> _INSTRUCTIONS FOR THE TASK_: Find the word "HeaderValue" in the data below and copy each line that holds it.

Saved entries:
§

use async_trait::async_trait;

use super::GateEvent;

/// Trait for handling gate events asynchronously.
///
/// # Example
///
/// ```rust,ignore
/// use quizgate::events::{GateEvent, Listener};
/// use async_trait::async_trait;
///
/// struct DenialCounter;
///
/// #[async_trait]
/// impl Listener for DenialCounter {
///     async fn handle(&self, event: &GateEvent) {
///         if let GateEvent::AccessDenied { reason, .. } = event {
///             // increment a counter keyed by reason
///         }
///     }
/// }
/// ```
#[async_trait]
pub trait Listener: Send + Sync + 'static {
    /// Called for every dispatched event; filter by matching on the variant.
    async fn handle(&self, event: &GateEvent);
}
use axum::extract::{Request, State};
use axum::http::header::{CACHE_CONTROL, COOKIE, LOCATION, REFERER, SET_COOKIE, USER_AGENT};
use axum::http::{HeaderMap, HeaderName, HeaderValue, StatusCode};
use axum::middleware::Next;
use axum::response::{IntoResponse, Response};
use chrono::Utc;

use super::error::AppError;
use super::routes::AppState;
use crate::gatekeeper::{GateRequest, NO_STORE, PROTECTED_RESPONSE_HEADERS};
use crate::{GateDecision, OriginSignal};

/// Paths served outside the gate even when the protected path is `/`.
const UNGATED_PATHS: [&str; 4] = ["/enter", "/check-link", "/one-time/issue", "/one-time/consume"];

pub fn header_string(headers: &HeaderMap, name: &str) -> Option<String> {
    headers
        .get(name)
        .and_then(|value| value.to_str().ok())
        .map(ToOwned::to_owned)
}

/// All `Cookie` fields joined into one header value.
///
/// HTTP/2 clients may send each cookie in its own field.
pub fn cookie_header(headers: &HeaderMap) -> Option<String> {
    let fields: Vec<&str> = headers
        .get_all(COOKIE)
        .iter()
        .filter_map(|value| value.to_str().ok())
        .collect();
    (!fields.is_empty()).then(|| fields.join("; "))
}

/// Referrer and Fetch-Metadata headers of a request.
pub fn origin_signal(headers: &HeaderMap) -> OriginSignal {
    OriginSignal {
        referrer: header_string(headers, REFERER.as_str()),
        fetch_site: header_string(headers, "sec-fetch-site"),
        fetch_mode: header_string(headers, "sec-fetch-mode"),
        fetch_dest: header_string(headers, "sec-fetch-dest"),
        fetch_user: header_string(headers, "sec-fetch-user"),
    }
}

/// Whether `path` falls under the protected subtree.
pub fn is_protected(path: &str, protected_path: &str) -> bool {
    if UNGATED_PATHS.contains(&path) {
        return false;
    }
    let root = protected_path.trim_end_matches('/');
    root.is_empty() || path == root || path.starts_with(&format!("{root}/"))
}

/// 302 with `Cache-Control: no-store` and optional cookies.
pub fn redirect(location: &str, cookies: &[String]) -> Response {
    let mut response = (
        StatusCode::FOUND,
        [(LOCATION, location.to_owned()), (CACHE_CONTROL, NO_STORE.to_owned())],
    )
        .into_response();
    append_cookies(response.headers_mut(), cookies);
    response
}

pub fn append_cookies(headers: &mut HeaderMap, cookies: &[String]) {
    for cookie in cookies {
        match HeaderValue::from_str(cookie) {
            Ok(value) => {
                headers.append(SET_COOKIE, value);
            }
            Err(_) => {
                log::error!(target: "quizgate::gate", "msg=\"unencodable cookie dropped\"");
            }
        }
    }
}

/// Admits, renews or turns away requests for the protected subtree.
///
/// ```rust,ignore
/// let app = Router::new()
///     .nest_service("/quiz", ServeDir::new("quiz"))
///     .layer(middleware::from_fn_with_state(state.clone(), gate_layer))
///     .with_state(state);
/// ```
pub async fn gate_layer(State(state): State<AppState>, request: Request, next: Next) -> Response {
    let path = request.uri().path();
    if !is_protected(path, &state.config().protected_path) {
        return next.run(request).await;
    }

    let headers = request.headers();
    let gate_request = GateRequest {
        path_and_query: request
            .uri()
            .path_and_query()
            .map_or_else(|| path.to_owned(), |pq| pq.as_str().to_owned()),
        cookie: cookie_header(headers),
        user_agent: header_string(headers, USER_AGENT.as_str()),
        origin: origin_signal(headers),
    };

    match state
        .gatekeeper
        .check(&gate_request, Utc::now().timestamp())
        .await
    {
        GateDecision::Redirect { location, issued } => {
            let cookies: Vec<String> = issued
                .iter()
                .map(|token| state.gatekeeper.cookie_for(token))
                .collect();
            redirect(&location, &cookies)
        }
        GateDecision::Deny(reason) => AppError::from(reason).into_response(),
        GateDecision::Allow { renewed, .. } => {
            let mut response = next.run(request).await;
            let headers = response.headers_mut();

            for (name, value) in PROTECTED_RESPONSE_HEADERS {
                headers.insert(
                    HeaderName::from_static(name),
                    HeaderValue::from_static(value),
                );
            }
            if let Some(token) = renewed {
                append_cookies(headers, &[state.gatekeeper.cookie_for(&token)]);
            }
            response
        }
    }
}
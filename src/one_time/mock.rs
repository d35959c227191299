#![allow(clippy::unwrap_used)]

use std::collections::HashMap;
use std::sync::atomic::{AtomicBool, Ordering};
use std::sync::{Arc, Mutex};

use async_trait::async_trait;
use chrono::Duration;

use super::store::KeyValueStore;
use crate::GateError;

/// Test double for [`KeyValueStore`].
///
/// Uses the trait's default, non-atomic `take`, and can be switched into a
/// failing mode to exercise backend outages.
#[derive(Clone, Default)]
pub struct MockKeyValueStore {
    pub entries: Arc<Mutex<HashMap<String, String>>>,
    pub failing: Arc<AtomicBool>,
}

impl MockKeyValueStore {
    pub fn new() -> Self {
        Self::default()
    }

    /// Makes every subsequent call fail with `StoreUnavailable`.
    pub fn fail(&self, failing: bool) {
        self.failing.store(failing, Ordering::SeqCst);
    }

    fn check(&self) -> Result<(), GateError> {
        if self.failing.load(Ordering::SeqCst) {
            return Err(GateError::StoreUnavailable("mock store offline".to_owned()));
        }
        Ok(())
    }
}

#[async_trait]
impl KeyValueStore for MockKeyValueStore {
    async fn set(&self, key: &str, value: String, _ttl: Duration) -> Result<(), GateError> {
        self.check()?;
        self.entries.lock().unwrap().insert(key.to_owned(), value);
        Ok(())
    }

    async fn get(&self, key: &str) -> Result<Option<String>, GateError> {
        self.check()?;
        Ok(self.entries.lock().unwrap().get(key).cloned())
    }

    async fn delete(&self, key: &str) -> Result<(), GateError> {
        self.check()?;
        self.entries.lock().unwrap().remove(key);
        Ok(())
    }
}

§

> _RESULT FOR THIS EXERCISE_:
use axum::http::{HeaderMap, HeaderName, HeaderValue, StatusCode};
        match HeaderValue::from_str(cookie) {
                    HeaderValue::from_static(value),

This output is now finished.